Expídanse certificaciones de esta sentencia para su unión a la pieza separada o rollo de suplicación, que se archivará en este Tribunal, y a los autos principales.
Notifíquese la presente sentencia a las partes y a la Fiscalía de este Tribunal Superior de Justicia.
MODO DE IMPUGNACIÓN: Se hace saber a las partes que contra esta sentencia cabe interponer recurso de casación para la unificación de doctrina que ha de prepararse mediante escrito presentado ante esta Sala de lo Social dentro del improrrogable plazo de DIEZ DÍAS hábiles inmediatos siguientes a la fecha de notificación de esta sentencia. Siendo requisito necesario que en dicho plazo se nombre al letrado que ha de interponerlo. Igualmente será requisito necesario que el recurrente que no tenga la condición de trabajador, causahabiente suyo o beneficiario del Régimen Publico de la Seguridad Social o no gozare del derecho de asistencia jurídica gratuita, acredite ante esta Sala al tiempo de preparar el recurso haber depositado 600 euros, conforme al artículo 229 de la LRJS , y consignado el importe de la condena cuando proceda, presentando resguardos acreditativos de haber efectuado ambos ingresos, separadamente en la cuenta corriente nº 2829-0000-00-0893-14 que esta sección tiene abierta en BANCO SANTANDER sita en C/ Miguel Ángel, 17; 28010 Madrid o bien por transferencia desde una cuenta corriente abierta en cualquier entidad bancaria distinta de Banco Santander.
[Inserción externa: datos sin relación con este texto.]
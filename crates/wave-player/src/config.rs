//! Playback tuning parameters.

/// Tunables shared by the engine and the output sink.
///
/// The decode chunk size (2048 frames, see
/// [`crate::decoder::DECODE_QUANTUM_FRAMES`]) is deliberately not a knob
/// here: it is a fixed decoding quantum independent of the latency-driven
/// refill cadence.
#[derive(Clone, Debug)]
pub struct PlaybackConfig {
    /// Refill cadence in milliseconds. Observed end-to-end latency is
    /// approximately `latency_ms * DEVICE_BUFFER_COUNT`.
    pub latency_ms: u32,
    /// Target sink-side queue depth in seconds, used to bound the sample
    /// queue behind the device callback.
    pub sink_buffer_seconds: f32,
}

impl Default for PlaybackConfig {
    /// Defaults tuned for low-risk playback across common devices.
    fn default() -> Self {
        Self {
            latency_ms: 50,
            sink_buffer_seconds: 2.0,
        }
    }
}

#[cfg(test)]
mod tests {
    use super::*;

    #[test]
    fn default_latency_is_50ms() {
        let cfg = PlaybackConfig::default();
        assert_eq!(cfg.latency_ms, 50);
    }
}
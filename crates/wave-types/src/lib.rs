use serde::{Deserialize, Serialize};

/// Sample encoding of a PCM stream.
#[derive(Clone, Copy, Debug, Serialize, Deserialize, PartialEq, Eq)]
#[serde(rename_all = "snake_case")]
pub enum AudioEncoding {
    /// Integer PCM samples.
    Pcm,
    /// 32-bit IEEE float samples.
    IeeeFloat,
}

/// Fixed description of a PCM stream, immutable once a stream is opened.
///
/// `block_align` is derived in [`WaveFormat::new`] and always equals
/// `channels * bits_per_sample / 8` (bytes per frame). All reads and seeks
/// land on a multiple of this value.
#[derive(Clone, Copy, Debug, Serialize, Deserialize, PartialEq, Eq)]
pub struct WaveFormat {
    /// Sample rate in Hz.
    pub sample_rate: u32,
    /// Bits per sample per channel.
    pub bits_per_sample: u16,
    /// Channel count.
    pub channels: u16,
    /// Bytes per frame (`channels * bits_per_sample / 8`).
    pub block_align: u16,
    /// Sample encoding.
    pub encoding: AudioEncoding,
}

impl WaveFormat {
    /// Build a format, deriving `block_align` from channels and bit depth.
    pub fn new(
        sample_rate: u32,
        bits_per_sample: u16,
        channels: u16,
        encoding: AudioEncoding,
    ) -> Self {
        Self {
            sample_rate,
            bits_per_sample,
            channels,
            block_align: channels * (bits_per_sample / 8),
            encoding,
        }
    }

    /// Bytes per second at this format (`sample_rate * block_align`).
    pub fn bytes_per_second(&self) -> u64 {
        u64::from(self.sample_rate) * u64::from(self.block_align)
    }
}

/// Playback engine state.
///
/// `Stopped` is both the initial and the terminal state.
#[derive(Clone, Copy, Debug, Default, Serialize, Deserialize, PartialEq, Eq)]
#[serde(rename_all = "snake_case")]
pub enum PlaybackState {
    /// No buffers queued; initial and terminal state.
    #[default]
    Stopped,
    /// Refill cadence active, buffers flowing to the device.
    Playing,
    /// Refill cadence suspended; device buffers retained.
    Paused,
}

/// Reason why playback transitioned to `Stopped`.
#[derive(Clone, Copy, Debug, Serialize, Deserialize, PartialEq, Eq)]
#[serde(rename_all = "snake_case")]
pub enum StopReason {
    /// Natural end of stream: the processing chain produced zero bytes.
    Eof,
    /// Device transport or enqueue error interrupted playback.
    Error,
    /// Playback was explicitly stopped by the caller.
    Stopped,
}

#[cfg(test)]
mod tests {
    use super::*;

    #[test]
    fn block_align_derives_from_channels_and_depth() {
        let fmt = WaveFormat::new(44_100, 16, 2, AudioEncoding::Pcm);
        assert_eq!(fmt.block_align, 4);

        let fmt = WaveFormat::new(48_000, 32, 2, AudioEncoding::IeeeFloat);
        assert_eq!(fmt.block_align, 8);

        let fmt = WaveFormat::new(8_000, 8, 1, AudioEncoding::Pcm);
        assert_eq!(fmt.block_align, 1);
    }

    #[test]
    fn bytes_per_second_scales_with_rate() {
        let fmt = WaveFormat::new(44_100, 32, 2, AudioEncoding::IeeeFloat);
        assert_eq!(fmt.bytes_per_second(), 44_100 * 8);
    }

    #[test]
    fn playback_state_defaults_to_stopped() {
        assert_eq!(PlaybackState::default(), PlaybackState::Stopped);
    }
}
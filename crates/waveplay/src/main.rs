//! waveplay is a small CLI that decodes an audio file and plays it through
//! the default (or a named) output device.
//!
//! Decoding runs through Symphonia; playback is driven by the latency-based
//! refill engine in `wave-player`, which keeps a small rotation of device
//! buffers topped up until the file ends or the user interrupts.

mod cli;

use anyhow::{Context, Result, bail};
use clap::Parser;
use crossbeam_channel::{bounded, select};
use tracing_subscriber::EnvFilter;
use wave_player::config::PlaybackConfig;
use wave_player::decode::SymphoniaBackend;
use wave_player::decoder::WaveDecoder;
use wave_player::device;
use wave_player::engine::PlaybackEngine;
use wave_player::sink::CpalOutputBackend;
use wave_types::StopReason;

fn main() -> Result<()> {
    let args = cli::Args::parse();
    tracing_subscriber::fmt()
        .with_env_filter(
            EnvFilter::try_from_default_env().unwrap_or_else(|_| EnvFilter::new("info")),
        )
        .init();

    if args.list_devices {
        let host = cpal::default_host();
        device::list_devices(&host)?;
        return Ok(());
    }

    let Some(path) = args.path.clone() else {
        bail!("no input file (see --help)");
    };
    if args.volume > 100 {
        bail!("volume must be between 0 and 100");
    }
    if args.latency_ms == 0 {
        bail!("latency must be nonzero");
    }

    let decoder = WaveDecoder::open(&SymphoniaBackend, &path)
        .with_context(|| format!("open {}", path.display()))?;
    let format = decoder.wave_format();
    tracing::info!(
        rate_hz = format.sample_rate,
        channels = format.channels,
        seconds = decoder.len() as f64 / format.bytes_per_second() as f64,
        "source ready"
    );

    if args.seek > 0.0 {
        let byte_offset = (args.seek * format.bytes_per_second() as f64) as u64;
        decoder
            .set_position(byte_offset)
            .with_context(|| format!("seek to {}s", args.seek))?;
    }

    let config = PlaybackConfig {
        latency_ms: args.latency_ms,
        ..PlaybackConfig::default()
    };
    let backend = CpalOutputBackend::new(args.device.clone(), config.clone());
    let mut engine = PlaybackEngine::with_config(Box::new(backend), config);
    engine.initialize(Box::new(decoder))?;
    engine.set_volume(f32::from(args.volume) / 100.0)?;
    engine.play()?;

    let (ctrl_tx, ctrl_rx) = bounded(1);
    ctrlc::set_handler(move || {
        let _ = ctrl_tx.send(());
    })
    .context("install signal handler")?;

    let events = engine.events();
    loop {
        select! {
            recv(events) -> event => {
                let Ok(event) = event else { break };
                match event.reason {
                    StopReason::Eof => {
                        tracing::info!("playback finished");
                        break;
                    }
                    StopReason::Error => {
                        bail!("playback failed (device code {})", engine.last_error());
                    }
                    StopReason::Stopped => break,
                }
            }
            recv(ctrl_rx) -> _ => {
                tracing::info!("interrupted, stopping");
                engine.stop()?;
            }
        }
    }

    Ok(())
}
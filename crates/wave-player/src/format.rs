//! Client format derivation.
//!
//! Whatever the native file format is, decoded audio is normalized to a
//! fixed client format (stereo, 32-bit float, one frame per packet) before
//! it enters the processing chain. The negotiator also produces an
//! intermediate destination format that keeps the source sample rate but
//! forces floating-point samples; the native backend performs the actual
//! sample/channel conversion.

use wave_types::{AudioEncoding, WaveFormat};

/// Fixed client format all decoded audio is converted to.
///
/// Invariant: `bytes_per_frame == 4 * channels` (32-bit float samples) and
/// `bytes_per_packet == bytes_per_frame * frames_per_packet`.
#[derive(Clone, Copy, Debug, PartialEq, Eq)]
pub struct ClientFormat {
    /// Sample rate in Hz, taken from the source.
    pub sample_rate: u32,
    /// Channel count, fixed at 2.
    pub channels: u16,
    /// Bits per sample per channel, fixed at 32.
    pub bits_per_sample: u16,
    /// Frames per packet, fixed at 1.
    pub frames_per_packet: u16,
    /// Bytes per frame (`4 * channels`).
    pub bytes_per_frame: u16,
    /// Bytes per packet (`bytes_per_frame * frames_per_packet`).
    pub bytes_per_packet: u16,
}

impl ClientFormat {
    /// The client format expressed as a [`WaveFormat`].
    pub fn wave_format(&self) -> WaveFormat {
        WaveFormat::new(
            self.sample_rate,
            self.bits_per_sample,
            self.channels,
            AudioEncoding::IeeeFloat,
        )
    }
}

/// Derive the intermediate destination format and the client format from a
/// native source format.
///
/// The intermediate format matches the source sample rate and channel count
/// but forces IEEE-float samples. The client format additionally fixes two
/// channels and one frame per packet. No mixing logic lives here; the
/// backend converts when it honors [`set_client_format`]
/// (`MediaFile::set_client_format`).
///
/// [`set_client_format`]: crate::backend::MediaFile::set_client_format
pub fn negotiate(source: &WaveFormat) -> (WaveFormat, ClientFormat) {
    let intermediate = WaveFormat::new(
        source.sample_rate,
        32,
        source.channels,
        AudioEncoding::IeeeFloat,
    );

    let channels = 2u16;
    let bytes_per_frame = 4 * channels;
    let frames_per_packet = 1u16;
    let client = ClientFormat {
        sample_rate: source.sample_rate,
        channels,
        bits_per_sample: 32,
        frames_per_packet,
        bytes_per_frame,
        bytes_per_packet: bytes_per_frame * frames_per_packet,
    };

    (intermediate, client)
}

#[cfg(test)]
mod tests {
    use super::*;

    #[test]
    fn negotiate_keeps_source_rate_and_forces_float() {
        let src = WaveFormat::new(96_000, 24, 6, AudioEncoding::Pcm);
        let (intermediate, client) = negotiate(&src);

        assert_eq!(intermediate.sample_rate, 96_000);
        assert_eq!(intermediate.channels, 6);
        assert_eq!(intermediate.encoding, AudioEncoding::IeeeFloat);
        assert_eq!(intermediate.bits_per_sample, 32);

        assert_eq!(client.sample_rate, 96_000);
        assert_eq!(client.channels, 2);
        assert_eq!(client.bytes_per_frame, 8);
        assert_eq!(client.frames_per_packet, 1);
        assert_eq!(client.bytes_per_packet, 8);
    }

    #[test]
    fn client_wave_format_block_align_matches_bytes_per_frame() {
        let src = WaveFormat::new(44_100, 16, 2, AudioEncoding::Pcm);
        let (_, client) = negotiate(&src);
        let fmt = client.wave_format();

        assert_eq!(fmt.block_align, client.bytes_per_frame);
        assert_eq!(fmt.encoding, AudioEncoding::IeeeFloat);
    }
}
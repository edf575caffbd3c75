//! CPAL implementation of the output sink.
//!
//! The engine hands the sink fixed-size byte buffers in the chain's output
//! format; the sink converts them to `f32`, queues them behind the device
//! callback, and reports how many submitted buffers have been fully consumed
//! so the engine can keep its buffer rotation topped up.
//!
//! CPAL streams are not `Send`, so the stream lives on a dedicated thread
//! owned by the sink. Transport commands (play/pause/shutdown) travel over a
//! channel and are acknowledged so callers observe transport state changes
//! synchronously.

use std::collections::VecDeque;
use std::sync::Arc;
use std::sync::atomic::{AtomicI32, AtomicU64, Ordering};
use std::thread::JoinHandle;

use cpal::traits::{DeviceTrait, StreamTrait};
use crossbeam_channel::{Receiver, Sender, bounded};
use wave_types::{AudioEncoding, WaveFormat};

use crate::backend::{OutputBackend, OutputSink};
use crate::config::PlaybackConfig;
use crate::device::{pick_device, pick_output_config, supports_float32_output};
use crate::error::PlayerError;
use crate::queue::SharedSamples;

/// No device error recorded.
pub const ERR_NONE: i32 = 0;
/// Building the output stream failed.
pub const ERR_BUILD_STREAM: i32 = -1;
/// Starting the transport failed.
pub const ERR_PLAY: i32 = -2;
/// Suspending the transport failed.
pub const ERR_PAUSE: i32 = -3;
/// The running stream reported an error.
pub const ERR_STREAM: i32 = -4;

/// Frames the device callback pulls from the queue per refill.
const CALLBACK_REFILL_FRAMES: usize = 1024;

/// Opens CPAL output devices, optionally matched by name substring.
pub struct CpalOutputBackend {
    needle: Option<String>,
    config: PlaybackConfig,
}

impl CpalOutputBackend {
    pub fn new(needle: Option<String>, config: PlaybackConfig) -> Self {
        Self { needle, config }
    }
}

impl OutputBackend for CpalOutputBackend {
    fn open_device(&self) -> Result<Box<dyn OutputSink>, PlayerError> {
        let host = cpal::default_host();
        let device = pick_device(&host, self.needle.as_deref())?;
        let float32 = supports_float32_output(&device);
        if let Ok(desc) = device.description() {
            tracing::info!(device = %desc, float32 = float32, "opened output device");
        }
        Ok(Box::new(CpalSink {
            device,
            sink_buffer_seconds: self.config.sink_buffer_seconds,
            float32,
            format: None,
            queue: None,
            stream: None,
            consumed_frames: Arc::new(AtomicU64::new(0)),
            error_code: Arc::new(AtomicI32::new(ERR_NONE)),
            submitted_ends: VecDeque::new(),
            submitted_total_frames: 0,
            processed_count: 0,
            baseline_frames: 0,
        }))
    }
}

enum StreamCommand {
    Play(Sender<Result<(), String>>),
    Suspend(Sender<Result<(), String>>),
    Shutdown,
}

struct StreamHandle {
    cmd_tx: Sender<StreamCommand>,
    join: Option<JoinHandle<()>>,
}

impl Drop for StreamHandle {
    fn drop(&mut self) {
        let _ = self.cmd_tx.send(StreamCommand::Shutdown);
        if let Some(join) = self.join.take() {
            let _ = join.join();
        }
    }
}

/// One opened output device plus its (lazily built) stream.
pub struct CpalSink {
    device: cpal::Device,
    sink_buffer_seconds: f32,
    float32: bool,
    format: Option<WaveFormat>,
    queue: Option<Arc<SharedSamples>>,
    stream: Option<StreamHandle>,
    /// Source frames the device callback has pulled off the queue.
    consumed_frames: Arc<AtomicU64>,
    error_code: Arc<AtomicI32>,
    /// Cumulative frame count at the end of each in-flight buffer.
    submitted_ends: VecDeque<u64>,
    submitted_total_frames: u64,
    processed_count: u64,
    baseline_frames: u64,
}

impl CpalSink {
    fn send_command(
        &self,
        make: impl FnOnce(Sender<Result<(), String>>) -> StreamCommand,
        failure_code: i32,
    ) -> Result<(), PlayerError> {
        let handle = self
            .stream
            .as_ref()
            .ok_or_else(|| PlayerError::init("sink not configured"))?;
        let (ack_tx, ack_rx) = bounded(1);
        if handle.cmd_tx.send(make(ack_tx)).is_err() {
            self.error_code.store(failure_code, Ordering::Relaxed);
            return Err(PlayerError::Device { code: failure_code });
        }
        match ack_rx.recv() {
            Ok(Ok(())) => Ok(()),
            Ok(Err(msg)) => {
                tracing::warn!(error = %msg, "transport command failed");
                self.error_code.store(failure_code, Ordering::Relaxed);
                Err(PlayerError::Device { code: failure_code })
            }
            Err(_) => {
                self.error_code.store(failure_code, Ordering::Relaxed);
                Err(PlayerError::Device { code: failure_code })
            }
        }
    }
}

impl OutputSink for CpalSink {
    fn supports_float32(&self) -> bool {
        self.float32
    }

    fn configure(&mut self, format: &WaveFormat) -> Result<(), PlayerError> {
        self.stream = None;

        let supported = pick_output_config(&self.device, format.sample_rate)?;
        let sample_format = supported.sample_format();
        let stream_config: cpal::StreamConfig = supported.config();

        let max_samples =
            ((format.sample_rate as f32 * self.sink_buffer_seconds) as usize).max(1) * 2;
        let queue = Arc::new(SharedSamples::new(2, max_samples));

        self.consumed_frames.store(0, Ordering::Relaxed);
        self.error_code.store(ERR_NONE, Ordering::Relaxed);
        self.submitted_ends.clear();
        self.submitted_total_frames = 0;
        self.processed_count = 0;
        self.baseline_frames = 0;

        let (build_tx, build_rx) = bounded(1);
        let (cmd_tx, cmd_rx) = crossbeam_channel::unbounded();

        let device = self.device.clone();
        let queue_cb = queue.clone();
        let consumed = self.consumed_frames.clone();
        let error_code = self.error_code.clone();
        let join = std::thread::Builder::new()
            .name("cpal-stream".into())
            .spawn(move || {
                run_stream_thread(
                    device,
                    stream_config,
                    sample_format,
                    queue_cb,
                    consumed,
                    error_code,
                    build_tx,
                    cmd_rx,
                );
            })
            .map_err(|e| PlayerError::init(format!("spawn stream thread: {e}")))?;

        match build_rx.recv() {
            Ok(Ok(())) => {}
            Ok(Err(msg)) => {
                let _ = join.join();
                return Err(PlayerError::init(format!("build output stream: {msg}")));
            }
            Err(_) => {
                let _ = join.join();
                return Err(PlayerError::init("stream thread exited before build"));
            }
        }

        tracing::debug!(
            rate_hz = format.sample_rate,
            bits = format.bits_per_sample,
            device_format = ?sample_format,
            "configured output sink"
        );

        self.format = Some(*format);
        self.queue = Some(queue);
        self.stream = Some(StreamHandle {
            cmd_tx,
            join: Some(join),
        });
        Ok(())
    }

    fn enqueue(&mut self, bytes: &[u8]) -> Result<(), PlayerError> {
        let format = self
            .format
            .ok_or_else(|| PlayerError::init("sink not configured"))?;
        let queue = self
            .queue
            .as_ref()
            .ok_or_else(|| PlayerError::init("sink not configured"))?;

        let samples = decode_samples(bytes, &format);
        let frames = (samples.len() / 2) as u64;
        queue.push_blocking(&samples);

        self.submitted_total_frames += frames;
        self.submitted_ends.push_back(self.submitted_total_frames);
        Ok(())
    }

    fn processed_buffers(&mut self) -> u64 {
        let consumed = self
            .consumed_frames
            .load(Ordering::Relaxed)
            .saturating_sub(self.baseline_frames);
        while let Some(&end) = self.submitted_ends.front() {
            if end > consumed {
                break;
            }
            self.submitted_ends.pop_front();
            self.processed_count += 1;
        }
        self.processed_count
    }

    fn start(&mut self) -> Result<(), PlayerError> {
        self.send_command(StreamCommand::Play, ERR_PLAY)
    }

    fn suspend(&mut self) -> Result<(), PlayerError> {
        self.send_command(StreamCommand::Suspend, ERR_PAUSE)
    }

    fn halt(&mut self) {
        let _ = self.send_command(StreamCommand::Suspend, ERR_PAUSE);
        if let Some(queue) = &self.queue {
            queue.flush();
        }
        self.submitted_ends.clear();
        self.submitted_total_frames = 0;
        self.processed_count = 0;
        self.baseline_frames = self.consumed_frames.load(Ordering::Relaxed);
    }

    fn last_error(&self) -> i32 {
        self.error_code.load(Ordering::Relaxed)
    }
}

impl Drop for CpalSink {
    fn drop(&mut self) {
        self.stream = None;
        if let Some(queue) = &self.queue {
            queue.close();
        }
    }
}

#[allow(clippy::too_many_arguments)]
fn run_stream_thread(
    device: cpal::Device,
    config: cpal::StreamConfig,
    sample_format: cpal::SampleFormat,
    queue: Arc<SharedSamples>,
    consumed: Arc<AtomicU64>,
    error_code: Arc<AtomicI32>,
    build_tx: Sender<Result<(), String>>,
    cmd_rx: Receiver<StreamCommand>,
) {
    let built = match sample_format {
        cpal::SampleFormat::F32 => {
            build_stream::<f32>(&device, &config, queue, consumed, &error_code)
        }
        cpal::SampleFormat::I16 => {
            build_stream::<i16>(&device, &config, queue, consumed, &error_code)
        }
        cpal::SampleFormat::I32 => {
            build_stream::<i32>(&device, &config, queue, consumed, &error_code)
        }
        cpal::SampleFormat::U16 => {
            build_stream::<u16>(&device, &config, queue, consumed, &error_code)
        }
        other => Err(format!("unsupported sample format: {other:?}")),
    };

    let stream = match built {
        Ok(s) => {
            let _ = build_tx.send(Ok(()));
            s
        }
        Err(msg) => {
            error_code.store(ERR_BUILD_STREAM, Ordering::Relaxed);
            let _ = build_tx.send(Err(msg));
            return;
        }
    };

    // The stream must stay on this thread until shutdown.
    loop {
        match cmd_rx.recv() {
            Ok(StreamCommand::Play(ack)) => {
                let _ = ack.send(stream.play().map_err(|e| e.to_string()));
            }
            Ok(StreamCommand::Suspend(ack)) => {
                let _ = ack.send(stream.pause().map_err(|e| e.to_string()));
            }
            Ok(StreamCommand::Shutdown) | Err(_) => break,
        }
    }
}

/// Type-specialized stream builder for CPAL sample formats.
///
/// The callback drains the shared queue in bursts, maps the stereo source
/// layout onto the device channel count, and fills underruns with silence.
fn build_stream<T>(
    device: &cpal::Device,
    config: &cpal::StreamConfig,
    queue: Arc<SharedSamples>,
    consumed: Arc<AtomicU64>,
    error_code: &Arc<AtomicI32>,
) -> Result<cpal::Stream, String>
where
    T: cpal::Sample + cpal::SizedSample + cpal::FromSample<f32>,
{
    let channels_out = config.channels as usize;
    let mut src: Vec<f32> = Vec::new();
    let mut pos = 0usize;

    let err_code = error_code.clone();
    let err_fn = move |err| {
        tracing::warn!("stream error: {err}");
        err_code.store(ERR_STREAM, Ordering::Relaxed);
    };

    device
        .build_output_stream(
            config,
            move |data: &mut [T], _| {
                let frames = data.len() / channels_out;
                for frame in 0..frames {
                    if pos >= src.len() {
                        src.clear();
                        pos = 0;
                        match queue.pop_chunk(CALLBACK_REFILL_FRAMES) {
                            Some(v) => src = v,
                            None => {
                                for idx in (frame * channels_out)..data.len() {
                                    data[idx] = <T as cpal::Sample>::from_sample::<f32>(0.0);
                                }
                                return;
                            }
                        }
                    }
                    let left = src[pos];
                    let right = src[pos + 1];
                    pos += 2;
                    consumed.fetch_add(1, Ordering::Relaxed);

                    for ch in 0..channels_out {
                        let sample = map_stereo_to(left, right, channels_out, ch);
                        data[frame * channels_out + ch] =
                            <T as cpal::Sample>::from_sample::<f32>(sample);
                    }
                }
            },
            err_fn,
            None,
        )
        .map_err(|e| e.to_string())
}

/// Map one stereo frame onto the device channel layout.
///
/// Mono gets the L/R average; stereo passes through; wider layouts keep the
/// front pair and silence the rest.
fn map_stereo_to(left: f32, right: f32, dst_channels: usize, dst_ch: usize) -> f32 {
    match (dst_channels, dst_ch) {
        (1, 0) => 0.5 * (left + right),
        (_, 0) => left,
        (_, 1) => right,
        _ => 0.0,
    }
}

/// Decode one enqueued byte buffer into interleaved `f32` samples.
fn decode_samples(bytes: &[u8], format: &WaveFormat) -> Vec<f32> {
    match (format.encoding, format.bits_per_sample) {
        (AudioEncoding::Pcm, 8) => bytes
            .iter()
            .map(|&b| (i16::from(b) - 128) as f32 / 128.0)
            .collect(),
        (AudioEncoding::Pcm, 16) => bytes
            .chunks_exact(2)
            .map(|c| f32::from(i16::from_le_bytes([c[0], c[1]])) / 32_768.0)
            .collect(),
        (AudioEncoding::IeeeFloat, 32) => bytes
            .chunks_exact(4)
            .map(|c| f32::from_le_bytes([c[0], c[1], c[2], c[3]]))
            .collect(),
        _ => Vec::new(),
    }
}

#[cfg(test)]
mod tests {
    use super::*;

    #[test]
    fn decode_samples_u8_midpoint_is_silence() {
        let format = WaveFormat::new(44_100, 8, 2, AudioEncoding::Pcm);
        let out = decode_samples(&[128, 128, 255, 0], &format);
        assert_eq!(out[0], 0.0);
        assert_eq!(out[1], 0.0);
        assert!((out[2] - 127.0 / 128.0).abs() < 1e-6);
        assert_eq!(out[3], -1.0);
    }

    #[test]
    fn decode_samples_i16_scales_to_unit_range() {
        let format = WaveFormat::new(44_100, 16, 2, AudioEncoding::Pcm);
        let mut bytes = Vec::new();
        bytes.extend_from_slice(&0i16.to_le_bytes());
        bytes.extend_from_slice(&i16::MIN.to_le_bytes());
        bytes.extend_from_slice(&16_384i16.to_le_bytes());
        let out = decode_samples(&bytes, &format);
        assert_eq!(out[0], 0.0);
        assert_eq!(out[1], -1.0);
        assert!((out[2] - 0.5).abs() < 1e-4);
    }

    #[test]
    fn decode_samples_float_passes_through() {
        let format = WaveFormat::new(44_100, 32, 2, AudioEncoding::IeeeFloat);
        let mut bytes = Vec::new();
        bytes.extend_from_slice(&0.25f32.to_le_bytes());
        bytes.extend_from_slice(&(-0.75f32).to_le_bytes());
        let out = decode_samples(&bytes, &format);
        assert_eq!(out, vec![0.25, -0.75]);
    }

    #[test]
    fn map_stereo_to_mono_averages() {
        assert_eq!(map_stereo_to(0.5, -0.5, 1, 0), 0.0);
        assert_eq!(map_stereo_to(1.0, 0.0, 1, 0), 0.5);
    }

    #[test]
    fn map_stereo_to_wider_layouts_silences_extras() {
        assert_eq!(map_stereo_to(0.1, 0.2, 6, 0), 0.1);
        assert_eq!(map_stereo_to(0.1, 0.2, 6, 1), 0.2);
        assert_eq!(map_stereo_to(0.1, 0.2, 6, 4), 0.0);
    }
}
Para ello ha de seguir todos los pasos siguientes:
1. Emitir la transferencia a la cuenta bancaria IBAN ES55 0049 3569 9200 0500 1274
2. En el campo ORDENANTE, se indicará como mínimo el nombre o razón social de la persona física o jurídica obligada a hacer el ingreso y si es posible, el NIF /CIF de la misma.
3. En el campo BENEFICIARIO, se identificará al Juzgado o Tribunal que ordena el ingreso.
4. En el campo ' OBSERVACIONES O CONCEPTO DE LA TRANSFERENCIA', se consignarán los 16 dígitos que corresponden al Procedimiento (2829000000 089314), pudiendo en su caso sustituir la consignación de la condena en metálico por el aseguramiento de la misma mediante el correspondiente aval solidario de duración indefinida y pagadero a primer requerimiento emitido por la entidad de crédito ( art.230.1 L.R.J.S ).
Si la condena consistiere en constituir el capital-coste de una pensión de Seguridad Social, el ingreso de éste habrá de hacerlo en la Tesorería General de la Seguridad Social y una vez se determine por ésta su importe, lo que se le comunicará por esta Sala.
Una vez adquiera firmeza la presente sentencia, devuélvanse los autos originales al Juzgado de lo Social de su procedencia, dejando de ello debida nota en los Libros de esta Sección de Sala.
Así, por esta nuestra sentencia, lo pronunciamos, mandamos y firmamos.
PUBLICACIÓN
Publicada y leída fue la anterior sentencia en el día por el/la Ilmo/a. Sr/a. Magistrado-Ponente en la Sala de Audiencias de este Tribunal. Doy fe.